The Russian ruble is headed for a three-month gain, despite the political and diplomatic storm culminating with the expulsion of 130 Russian diplomats, Bloomberg reports.
The latest fallout with the West is doing little to dent investor sentiment so far, as it shows in quarterly returns on the Russian currency over the past four years.
The ruble is heading for a small advance versus the dollar, compared with a 14 percent plunge after sanctions were slapped on Russian companies and individuals in 2014 over the country’s role in a conflict in Ukraine.
This time round, the currency’s resilience can partly be explained by the quarter’s 4 percent jump in the price of Brent crude oil, Russia’s main export, which is helping keep the ruble afloat. That wasn’t the case in 2014 when global oil prices began their free-fall.
There’s also the fact that investors have been here before and know that international punishments are unlikely to go so far as to curb access to Russian markets, the report says.

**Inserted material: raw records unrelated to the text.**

use clap::Parser;
use std::path::PathBuf;

use audioconvert_core::{Config, PublishConfig, TranscodeMode};

#[derive(Debug, Parser)]
#[command(name = "audioconvert")]
#[command(author, version, about = "Convert FLAC albums to AAC in parallel")]
pub struct Cli {
    /// Path to config file
    #[arg(short, long)]
    pub config: Option<PathBuf>,

    /// Log level: debug, info, warn or error (RUST_LOG takes precedence)
    #[arg(long)]
    pub log_level: Option<String>,

    /// Directory for converted files (default: a new temp directory)
    #[arg(short, long)]
    pub output_dir: Option<PathBuf>,

    /// Number of files converted at once
    #[arg(short = 'j', long)]
    pub pool_size: Option<usize>,

    /// Extra ffmpeg decoder options
    #[arg(long, allow_hyphen_values = true)]
    pub ffmpeg_options: Option<String>,

    /// fdkaac encoder options
    #[arg(long, allow_hyphen_values = true)]
    pub fdkaac_options: Option<String>,

    /// Shell command run per file instead of ffmpeg | fdkaac; use "$input" and "$output"
    #[arg(long, allow_hyphen_values = true)]
    pub command: Option<String>,

    /// Output file extension
    #[arg(long)]
    pub extension: Option<String>,

    /// rsync destination; albums are uploaded to <DEST>/<artist>/<album>/
    #[arg(long, value_name = "DEST")]
    pub rsync: Option<String>,

    /// .flac files and .zip albums to convert
    #[arg(required = true)]
    pub files: Vec<PathBuf>,
}

impl Cli {
    /// Applies command-line flags on top of the loaded configuration.
    pub fn apply(&self, config: &mut Config) {
        if let Some(level) = &self.log_level {
            config.log_level = level.clone();
        }
        if let Some(dir) = &self.output_dir {
            config.batch.output_dir = Some(dir.clone());
        }
        if let Some(pool_size) = self.pool_size {
            config.batch.pool_size = pool_size;
        }
        if let Some(options) = &self.ffmpeg_options {
            config.transcode.ffmpeg_options = options.clone();
        }
        if let Some(options) = &self.fdkaac_options {
            config.transcode.fdkaac_options = options.clone();
        }
        if let Some(command) = &self.command {
            config.transcode.mode = TranscodeMode::Command;
            config.transcode.command = Some(command.clone());
        }
        if let Some(extension) = &self.extension {
            config.transcode.extension = extension.clone();
        }
        if let Some(destination) = &self.rsync {
            match config.publish.as_mut() {
                Some(publish) => publish.destination = destination.clone(),
                None => config.publish = Some(PublishConfig::new(destination.clone())),
            }
        }
    }
}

Russian stocks have already recouped some of their losses from the dip after news about the diplomat expulsions broke on Monday. Ruble bond yields are trading near a four-year low after only a very small uptick earlier in the month.
“Unless the U.S. and EU show a willingness to sanction Russian sovereign or quasi-sovereign debt, the markets will mainly focus on Russia’s credit metrics which have improved materially over the past couple of years,” said Blaise Antin, head of emerging-market sovereign research at TCW in Los Angeles, which holds Russian bonds.